Required work:
Look through the records that follow. Copy every line containing the word "default".

== Segment start ==

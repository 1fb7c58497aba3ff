//! High-level message operations.
//!
//! Every operation takes typed keys and raw data and returns armored text,
//! or takes armored text and returns the recovered data together with the
//! key id that verified it. Signed messages are written as
//! `One-Pass Signature, Literal Data, Signature`. Signed and encrypted
//! messages wrap that sequence in the encrypted payload, and verification
//! only runs once the payload passed its integrity check.

use rand::{CryptoRng, RngCore};
use tracing::{debug, warn};

use crate::armor::cleartext::{self, signed_text};
use crate::armor::{decode, encode_packets, ArmorOptions, ArmorType};
use crate::crypto::encryption::{decrypt_packets, encrypt_packets, EncryptedMessage};
use crate::crypto::keys::{PrivateKey, PublicKey};
use crate::crypto::signature::verify_data;
use crate::crypto::{current_timestamp, KeyId, SignatureBuilder};
use crate::error::{PgpError, Result};
use crate::packet::{
    decode_packets, serialize_packets, LiteralDataPacket, OnePassSignaturePacket, Packet,
    PacketBody, PacketType, SignaturePacket, SignatureType,
};
use crate::validation::Validator;

/// Plaintext recovered from a signed message, with the key that signed it
#[derive(Debug, Clone, PartialEq, Eq)]
pub struct VerifiedMessage {
    /// The signed data
    pub data: Vec<u8>,
    /// Key id of the first candidate key that verified a signature
    pub signer: KeyId,
}

/// The packet structure of a plaintext message
#[derive(Debug, Clone, PartialEq, Eq)]
pub struct Message {
    /// The literal data
    pub literal: LiteralDataPacket,
    /// One-pass signature headers, if any
    pub one_pass: Vec<OnePassSignaturePacket>,
    /// Signatures over the literal data
    pub signatures: Vec<SignaturePacket>,
}

impl Message {
    /// Unsigned message with binary literal data
    pub fn new(data: &[u8]) -> Self {
        Self::from_literal(LiteralDataPacket::binary(data, current_timestamp()))
    }

    /// Unsigned message from a prepared literal packet
    pub fn from_literal(literal: LiteralDataPacket) -> Self {
        Self {
            literal,
            one_pass: Vec::new(),
            signatures: Vec::new(),
        }
    }

    /// The literal content
    pub fn data(&self) -> &[u8] {
        &self.literal.data
    }

    /// Whether any signature is attached
    pub fn is_signed(&self) -> bool {
        !self.signatures.is_empty()
    }

    /// Issuer key ids announced by the signatures
    pub fn signers(&self) -> Vec<KeyId> {
        self.signatures
            .iter()
            .filter_map(SignaturePacket::issuer)
            .collect()
    }

    /// Sign the literal data and attach the signature with its one-pass header
    pub fn sign<R: CryptoRng + RngCore>(mut self, signer: &PrivateKey, rng: &mut R) -> Result<Self> {
        let signature =
            SignatureBuilder::new(SignatureType::Binary).sign_data(signer, &self.literal.data, rng)?;
        // The newest signature wraps the existing ones, so its one-pass header
        // goes first and is only marked last when nothing else follows.
        let last = self.one_pass.is_empty();
        self.one_pass.insert(
            0,
            OnePassSignaturePacket {
                sig_type: signature.sig_type,
                hash_algorithm: signature.hash_algorithm,
                pk_algorithm: signature.pk_algorithm,
                key_id: signer.key_id(),
                last,
            },
        );
        self.signatures.push(signature);
        Ok(self)
    }

    /// Parse a plaintext packet stream.
    ///
    /// Accepts `One-Pass*, Literal, Signature*` as well as the older
    /// `Signature*, Literal` order. Signatures and one-pass headers naming an
    /// unsupported key or hash algorithm are skipped.
    pub fn from_packets(packets: &[Packet]) -> Result<Self> {
        let mut literal = None;
        let mut one_pass = Vec::new();
        let mut signatures = Vec::new();

        for packet in packets {
            match packet.packet_type() {
                PacketType::LiteralData => {
                    if literal.is_some() {
                        return Err(PgpError::validation("Message has more than one literal data packet"));
                    }
                    literal = Some(packet.parse_body::<LiteralDataPacket>()?);
                }
                PacketType::OnePassSignature => {
                    match packet.parse_body::<OnePassSignaturePacket>() {
                        Ok(ops) => one_pass.push(ops),
                        Err(
                            PgpError::UnsupportedKeyType(algorithm)
                            | PgpError::UnsupportedAlgorithm(algorithm),
                        ) => warn!(algorithm = %algorithm, "Skipping one-pass signature"),
                        Err(e) => return Err(e),
                    }
                }
                PacketType::Signature => match packet.parse_body::<SignaturePacket>() {
                    Ok(signature) => signatures.push(signature),
                    Err(
                        PgpError::UnsupportedKeyType(algorithm)
                        | PgpError::UnsupportedAlgorithm(algorithm),
                    ) => warn!(algorithm = %algorithm, "Skipping signature"),
                    Err(e) => return Err(e),
                },
                PacketType::CompressedData => {
                    return Err(PgpError::validation("Compressed messages are not supported"))
                }
                other => debug!(packet_type = ?other, "Ignoring packet in message"),
            }
        }

        let literal =
            literal.ok_or_else(|| PgpError::validation("Message has no literal data packet"))?;
        Ok(Self {
            literal,
            one_pass,
            signatures,
        })
    }

    /// One-pass headers outermost first, literal data, then signatures innermost first
    pub fn to_packets(&self) -> Vec<Packet> {
        let mut packets: Vec<Packet> = self.one_pass.iter().map(PacketBody::to_packet).collect();
        packets.push(self.literal.to_packet());
        packets.extend(self.signatures.iter().map(PacketBody::to_packet));
        packets
    }

    /// Check the signatures against candidate keys and return the first signer found
    pub fn verify(&self, candidates: &[PublicKey]) -> Result<KeyId> {
        if self.signatures.is_empty() {
            return Err(PgpError::NoValidSignature);
        }
        self.signatures
            .iter()
            .find_map(|signature| verify_data(signature, &self.literal.data, candidates).ok())
            .ok_or(PgpError::NoValidSignature)
    }
}

fn message_packets(armored: &str) -> Result<Vec<Packet>> {
    decode(armored)?.expect_packets(&ArmorType::Message)
}

/// Encrypt `data` to every recipient
pub fn encrypt<R: CryptoRng + RngCore>(
    data: &[u8],
    recipients: &[PublicKey],
    rng: &mut R,
) -> Result<String> {
    encrypt_with(data, recipients, &ArmorOptions::default(), rng)
}

/// Encrypt `data` to every recipient with custom armor headers
pub fn encrypt_with<R: CryptoRng + RngCore>(
    data: &[u8],
    recipients: &[PublicKey],
    options: &ArmorOptions,
    rng: &mut R,
) -> Result<String> {
    Validator::validate_message_size(data)?;
    encrypt_message(&Message::new(data), recipients, options, rng)
}

/// Encrypt a prepared message, signed or not
pub fn encrypt_message<R: CryptoRng + RngCore>(
    message: &Message,
    recipients: &[PublicKey],
    options: &ArmorOptions,
    rng: &mut R,
) -> Result<String> {
    let inner = serialize_packets(&message.to_packets());
    let encrypted = encrypt_packets(recipients, &inner, rng)?;
    Ok(encode_packets(&encrypted.to_packets(), &ArmorType::Message, options))
}

/// Parse the recipients of an armored encrypted message without decrypting it
pub fn inspect_encrypted(armored: &str) -> Result<EncryptedMessage> {
    EncryptedMessage::from_packets(&message_packets(armored)?)
}

/// Decrypt a message and return its full plaintext structure.
///
/// `rng` blinds the RSA private key operation.
pub fn decrypt_message<R: CryptoRng + RngCore>(
    armored: &str,
    private: &PrivateKey,
    rng: &mut R,
) -> Result<Message> {
    let encrypted = inspect_encrypted(armored)?;
    let inner = decrypt_packets(&encrypted, private, rng)?;
    Message::from_packets(&decode_packets(&inner)?)
}

/// Decrypt a message and return the literal data
pub fn decrypt<R: CryptoRng + RngCore>(
    armored: &str,
    private: &PrivateKey,
    rng: &mut R,
) -> Result<Vec<u8>> {
    Ok(decrypt_message(armored, private, rng)?.literal.data)
}

/// Sign `data` into an armored signed message
pub fn sign<R: CryptoRng + RngCore>(data: &[u8], signer: &PrivateKey, rng: &mut R) -> Result<String> {
    sign_with(data, signer, &ArmorOptions::default(), rng)
}

/// Sign `data` with custom armor headers
pub fn sign_with<R: CryptoRng + RngCore>(
    data: &[u8],
    signer: &PrivateKey,
    options: &ArmorOptions,
    rng: &mut R,
) -> Result<String> {
    Validator::validate_message_size(data)?;
    let message = Message::new(data).sign(signer, rng)?;
    Ok(encode_packets(&message.to_packets(), &ArmorType::Message, options))
}

/// Verify an armored signed message against candidate keys
pub fn verify(armored: &str, candidates: &[PublicKey]) -> Result<VerifiedMessage> {
    let message = Message::from_packets(&message_packets(armored)?)?;
    let signer = message.verify(candidates)?;
    Ok(VerifiedMessage {
        data: message.literal.data,
        signer,
    })
}

/// Sign `data`, then encrypt the signed message to every recipient
pub fn sign_and_encrypt<R: CryptoRng + RngCore>(
    data: &[u8],
    signer: &PrivateKey,
    recipients: &[PublicKey],
    rng: &mut R,
) -> Result<String> {
    Validator::validate_message_size(data)?;
    let message = Message::new(data).sign(signer, rng)?;
    encrypt_message(&message, recipients, &ArmorOptions::default(), rng)
}

/// Decrypt a message, then verify its signature against candidate keys
pub fn decrypt_and_verify<R: CryptoRng + RngCore>(
    armored: &str,
    private: &PrivateKey,
    candidates: &[PublicKey],
    rng: &mut R,
) -> Result<VerifiedMessage> {
    let message = decrypt_message(armored, private, rng)?;
    let signer = message.verify(candidates)?;
    Ok(VerifiedMessage {
        data: message.literal.data,
        signer,
    })
}

/// Create an armored detached signature over `data`
pub fn sign_detached<R: CryptoRng + RngCore>(
    data: &[u8],
    signer: &PrivateKey,
    rng: &mut R,
) -> Result<String> {
    let signature = SignatureBuilder::new(SignatureType::Binary).sign_data(signer, data, rng)?;
    Ok(encode_packets(
        &[signature.to_packet()],
        &ArmorType::Signature,
        &ArmorOptions::default(),
    ))
}

/// Verify an armored detached signature over `data`
pub fn verify_detached(data: &[u8], armored_signature: &str, candidates: &[PublicKey]) -> Result<KeyId> {
    let packets = decode(armored_signature)?.expect_packets(&ArmorType::Signature)?;
    packets
        .iter()
        .filter(|packet| packet.packet_type() == PacketType::Signature)
        .filter_map(|packet| packet.parse_body::<SignaturePacket>().ok())
        .find_map(|signature| verify_data(&signature, data, candidates).ok())
        .ok_or(PgpError::NoValidSignature)
}

/// Produce a cleartext signed message over `text`
pub fn sign_cleartext<R: CryptoRng + RngCore>(
    text: &str,
    signer: &PrivateKey,
    rng: &mut R,
) -> Result<String> {
    let builder = SignatureBuilder::new(SignatureType::Text);
    let hash = builder.hash();
    let signature = builder.sign_data(signer, &signed_text(text), rng)?;
    Ok(cleartext::encode(
        text,
        &[hash],
        &[signature.to_packet()],
        &ArmorOptions::default(),
    ))
}

/// Verify a cleartext signed message; the returned data is the message text
pub fn verify_cleartext(armored: &str, candidates: &[PublicKey]) -> Result<VerifiedMessage> {
    let message = cleartext::decode_message(armored)?;
    let signed = signed_text(&message.text);
    let packets = message.signature.packets()?;

    let signer = packets
        .iter()
        .filter(|packet| packet.packet_type() == PacketType::Signature)
        .filter_map(|packet| packet.parse_body::<SignaturePacket>().ok())
        .filter(|signature| {
            message.hashes.is_empty() || message.hashes.contains(&signature.hash_algorithm)
        })
        .find_map(|signature| verify_data(&signature, &signed, candidates).ok())
        .ok_or(PgpError::NoValidSignature)?;

    Ok(VerifiedMessage {
        data: message.text.into_bytes(),
        signer,
    })
}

== Segment end ==

Result of this task:
    encrypt_with(data, recipients, &ArmorOptions::default(), rng)
    sign_with(data, signer, &ArmorOptions::default(), rng)
    encrypt_message(&message, recipients, &ArmorOptions::default(), rng)
        &ArmorOptions::default(),
        &ArmorOptions::default(),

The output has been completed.